[What to work on] Print the entries once more, unchanged.
++++++
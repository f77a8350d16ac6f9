use crate::models::DiagConfig;
use anyhow::Context;
use std::fs;
use std::path::PathBuf;

/// 覆盖配置目录的环境变量
pub const CONFIG_DIR_ENV: &str = "VPCDIAG_CONFIG_DIR";
/// 覆盖默认缓存目录的环境变量
pub const CACHE_DIR_ENV: &str = "VPCDIAG_CACHE_DIR";

/// 配置目录（默认 `~/.vpcdiag`），若不存在则创建
pub fn config_dir() -> anyhow::Result<PathBuf> {
    let config_dir = match std::env::var_os(CONFIG_DIR_ENV) {
        Some(dir) => PathBuf::from(dir),
        None => dirs::home_dir()
            .context("无法获取用户主目录")?
            .join(".vpcdiag"),
    };

    if !config_dir.exists() {
        fs::create_dir_all(&config_dir)
            .with_context(|| format!("创建配置目录失败: {}", config_dir.display()))?;
    }
    Ok(config_dir)
}

/// 配置文件路径
pub fn config_path() -> anyhow::Result<PathBuf> {
    Ok(config_dir()?.join("config.json"))
}

/// 读取配置（文件不存在时返回默认配置）
pub fn read_config() -> anyhow::Result<DiagConfig> {
    let config_path = config_path()?;
    if !config_path.exists() {
        tracing::debug!(path = %config_path.display(), "配置文件不存在，使用默认配置");
        return Ok(DiagConfig::default());
    }

    let content = fs::read_to_string(&config_path)
        .with_context(|| format!("读取配置失败: {}", config_path.display()))?;
    let config: DiagConfig = serde_json::from_str(&content)
        .with_context(|| format!("解析配置失败: {}", config_path.display()))?;
    Ok(config)
}

/// 默认缓存目录
///
/// 优先使用 `VPCDIAG_CACHE_DIR`，否则为系统缓存目录下的 `vpcdiag`，
/// 都不可用时退回临时目录。
pub fn default_cache_dir() -> PathBuf {
    if let Some(dir) = std::env::var_os(CACHE_DIR_ENV) {
        return PathBuf::from(dir);
    }
    dirs::cache_dir()
        .unwrap_or_else(std::env::temp_dir)
        .join("vpcdiag")
}

#[cfg(test)]
mod tests {
    use super::*;
    use serial_test::serial;
    use tempfile::TempDir;

    struct EnvGuard(&'static str);

    impl EnvGuard {
        fn set(key: &'static str, value: &std::path::Path) -> Self {
            std::env::set_var(key, value);
            Self(key)
        }
    }

    impl Drop for EnvGuard {
        fn drop(&mut self) {
            std::env::remove_var(self.0);
        }
    }

    #[test]
    #[serial]
    fn test_missing_config_returns_defaults() {
        let temp_dir = TempDir::new().unwrap();
        let _guard = EnvGuard::set(CONFIG_DIR_ENV, temp_dir.path());

        let config = read_config().unwrap();
        assert_eq!(config, DiagConfig::default());
    }

    #[test]
    #[serial]
    fn test_read_config_from_override_dir() {
        let temp_dir = TempDir::new().unwrap();
        let _guard = EnvGuard::set(CONFIG_DIR_ENV, temp_dir.path());
        fs::write(
            temp_dir.path().join("config.json"),
            r#"{"cache": {"cache_dir": "/var/tmp/vpcdiag", "lock_timeout_secs": 30}, "log": {"level": "debug"}}"#,
        )
        .unwrap();

        let config = read_config().unwrap();
        assert_eq!(config.cache.cache_dir, PathBuf::from("/var/tmp/vpcdiag"));
        assert_eq!(config.cache.lock_timeout_secs, 30);
        assert_eq!(config.log.level, crate::models::LogLevel::Debug);
    }

    #[test]
    #[serial]
    fn test_invalid_config_is_error() {
        let temp_dir = TempDir::new().unwrap();
        let _guard = EnvGuard::set(CONFIG_DIR_ENV, temp_dir.path());
        fs::write(temp_dir.path().join("config.json"), "{not json").unwrap();

        let err = read_config().unwrap_err();
        assert!(err.to_string().contains("解析配置失败"));
    }

    #[test]
    #[serial]
    fn test_cache_dir_override() {
        let temp_dir = TempDir::new().unwrap();
        let _guard = EnvGuard::set(CACHE_DIR_ENV, temp_dir.path());
        assert_eq!(default_cache_dir(), temp_dir.path());
    }
}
++++++
[Response to the task]
repository f77a8350d16ac6f9
use crate::models::DiagConfig;
use anyhow::Context;
use std::fs;
use std::path::PathBuf;

/// 覆盖配置目录的环境变量
pub const CONFIG_DIR_ENV: &str = "VPCDIAG_CONFIG_DIR";
/// 覆盖默认缓存目录的环境变量
pub const CACHE_DIR_ENV: &str = "VPCDIAG_CACHE_DIR";

/// 配置目录（默认 `~/.vpcdiag`），若不存在则创建
pub fn config_dir() -> anyhow::Result<PathBuf> {
    let config_dir = match std::env::var_os(CONFIG_DIR_ENV) {
        Some(dir) => PathBuf::from(dir),
        None => dirs::home_dir()
            .context("无法获取用户主目录")?
            .join(".vpcdiag"),
    };

    if !config_dir.exists() {
        fs::create_dir_all(&config_dir)
            .with_context(|| format!("创建配置目录失败: {}", config_dir.display()))?;
    }
    Ok(config_dir)
}

/// 配置文件路径
pub fn config_path() -> anyhow::Result<PathBuf> {
    Ok(config_dir()?.join("config.json"))
}

/// 读取配置（文件不存在时返回默认配置）
pub fn read_config() -> anyhow::Result<DiagConfig> {
    let config_path = config_path()?;
    if !config_path.exists() {
        tracing::debug!(path = %config_path.display(), "配置文件不存在，使用默认配置");
        return Ok(DiagConfig::default());
    }

    let content = fs::read_to_string(&config_path)
        .with_context(|| format!("读取配置失败: {}", config_path.display()))?;
    let config: DiagConfig = serde_json::from_str(&content)
        .with_context(|| format!("解析配置失败: {}", config_path.display()))?;
    Ok(config)
}

/// 默认缓存目录
///
/// 优先使用 `VPCDIAG_CACHE_DIR`，否则为系统缓存目录下的 `vpcdiag`，
/// 都不可用时退回临时目录。
pub fn default_cache_dir() -> PathBuf {
    if let Some(dir) = std::env::var_os(CACHE_DIR_ENV) {
        return PathBuf::from(dir);
    }
    dirs::cache_dir()
        .unwrap_or_else(std::env::temp_dir)
        .join("vpcdiag")
}

#[cfg(test)]
mod tests {
    use super::*;
    use serial_test::serial;
    use tempfile::TempDir;

    struct EnvGuard(&'static str);

    impl EnvGuard {
        fn set(key: &'static str, value: &std::path::Path) -> Self {
            std::env::set_var(key, value);
            Self(key)
        }
    }

    impl Drop for EnvGuard {
        fn drop(&mut self) {
            std::env::remove_var(self.0);
        }
    }

    #[test]
    #[serial]
    fn test_missing_config_returns_defaults() {
        let temp_dir = TempDir::new().unwrap();
        let _guard = EnvGuard::set(CONFIG_DIR_ENV, temp_dir.path());

        let config = read_config().unwrap();
        assert_eq!(config, DiagConfig::default());
    }

    #[test]
    #[serial]
    fn test_read_config_from_override_dir() {
        let temp_dir = TempDir::new().unwrap();
        let _guard = EnvGuard::set(CONFIG_DIR_ENV, temp_dir.path());
        fs::write(
            temp_dir.path().join("config.json"),
            r#"{"cache": {"cache_dir": "/var/tmp/vpcdiag", "lock_timeout_secs": 30}, "log": {"level": "debug"}}"#,
        )
        .unwrap();

        let config = read_config().unwrap();
        assert_eq!(config.cache.cache_dir, PathBuf::from("/var/tmp/vpcdiag"));
        assert_eq!(config.cache.lock_timeout_secs, 30);
        assert_eq!(config.log.level, crate::models::LogLevel::Debug);
    }

    #[test]
    #[serial]
    fn test_invalid_config_is_error() {
        let temp_dir = TempDir::new().unwrap();
        let _guard = EnvGuard::set(CONFIG_DIR_ENV, temp_dir.path());
        fs::write(temp_dir.path().join("config.json"), "{not json").unwrap();

        let err = read_config().unwrap_err();
        assert!(err.to_string().contains("解析配置失败"));
    }

    #[test]
    #[serial]
    fn test_cache_dir_override() {
        let temp_dir = TempDir::new().unwrap();
        let _guard = EnvGuard::set(CACHE_DIR_ENV, temp_dir.path());
        assert_eq!(default_cache_dir(), temp_dir.path());
    }
}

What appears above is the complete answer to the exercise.